Review: Landscapers, a crime story is in there somewhere

David Thewlis and Olivia Colman in Landscapers

Landscapers takes a surreal look at a true crime and love story. It stretches a simple crime drama out into four episodes by adding fantasy, flashbacks, police work, and oddball re-enactments of the storytelling to the mix.

Landscapers had been on my watchlist for a while because Olivia Colman is the star. But I didn’t push play until the BAFTA TV nominations were announced. Landscapers received a bunch of nominations, but not Olivia Colman. That’s just wrong, wrong, wrong.

Susan Edwards (Olivia Colman) and her husband Christopher Edwards (David Thewlis) were convicted of killing her parents and burying them in the back garden of their home. They hid the deaths and continued collecting the parents’ pension money for 15 years before the crime was discovered.

The police learned about the bodies in the back garden when Christopher called his step-mother to ask for money and told her the story. She called the police.

Olivia Colman in Landscapers
Many of the flashbacks are in black and white, as are the fantasy moments when Susan imagines herself in an old western film.

The story is partly present day. This quiet, loving couple live in a ratty apartment in France. He struggles to protect his “fragile” wife and can’t find work. It’s partly fantasy, because Susan lives in a fantasy made of old westerns and heroic male saviors like Gary Cooper. It’s mentioned several times that she’s not of this world.

David Thewlis, Olivia Colman, Samuel Anderson, and Kate O'Flynn in Landscapers
The re-enactments are often saturated with color and contain fantasy elements

When they are arrested, DC Emma Lancing (Kate O’Flynn) and other officers dig out the story, which is told in flashbacks and re-enactments that break the fourth wall. These moments are full of humor as the real events mix and morph with the storytelling as re-enactment recorded by visible film crews. Then there are scenes where Susan imagines herself in a film with a heroic male rescuer. I can hardly find the way to describe it other than to repeat my original statement that it’s surreal. Fascinating, but surreal.

Douglas Hylton (Dipo Ola) is Susan’s defense lawyer, but Christopher chooses not to have one. It’s never clear if the two of them planned it that way or it was a sudden decision. In fact, it was never clear how much of their story was pre-planned or even real.

Olivia Colman and David Thewlis are both fantastic in this exploration of the strange relationship and personalities of these two characters. Will Sharpe directed this very unusual comedy/drama/love story/police procedural.

2 thoughts on “Review: Landscapers, a crime story is in there somewhere”

  1. The disorienting visual deviations from realism were both entertaining and absolutely appropriate for this story. I think. The two central characters have constructed a few alternative realities, one of which (the killings) they try harder to believe themselves, than they try to make the police believe it.

    Both characters, especially Olivia Colman’s Susan, seem certifiably delusional, too foggy to keep their story straight. They are not shrewd, and so their police interrogations are muddled and incriminating, as the otherwise absurd re-enactments show wonderfully. They lack the even cleverness of child explaining the missing cookies.
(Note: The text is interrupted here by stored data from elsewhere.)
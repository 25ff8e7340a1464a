//! RP2040-specific HAL for the intervalometer firmware
//!
//! This crate provides RP2040 implementations of the shared `lapse-hal`
//! traits and the `lapse-core` clock:
//!
//! - GPIO wrappers for the relay and button pins
//! - Blocking I2C adapter for the LCD backpack
//! - Millisecond clock on the embassy time driver

#![no_std]

pub mod clock;
pub mod gpio;
pub mod i2c;

pub use clock::EmbassyClock;
pub use gpio::{RpInput, RpOutput};
pub use i2c::BlockingI2c;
    For most of the film, Susan and her interrogator seem opposites: Susan has long lived in a tenuous fantasy world, and DC Lancing prefers to smash those fantasies to bits. She is a lancer indeed, in the violent military sense, rather than in the benign medical sense.

    Two wonderful moments, I thought, were Susan’s declaration from the dock that she has been broken, and the brief, flirtatious conversation between DC Lancing and her partner — those two are not parallels to the killers, but show the parallel complexities and uncertainties of couples.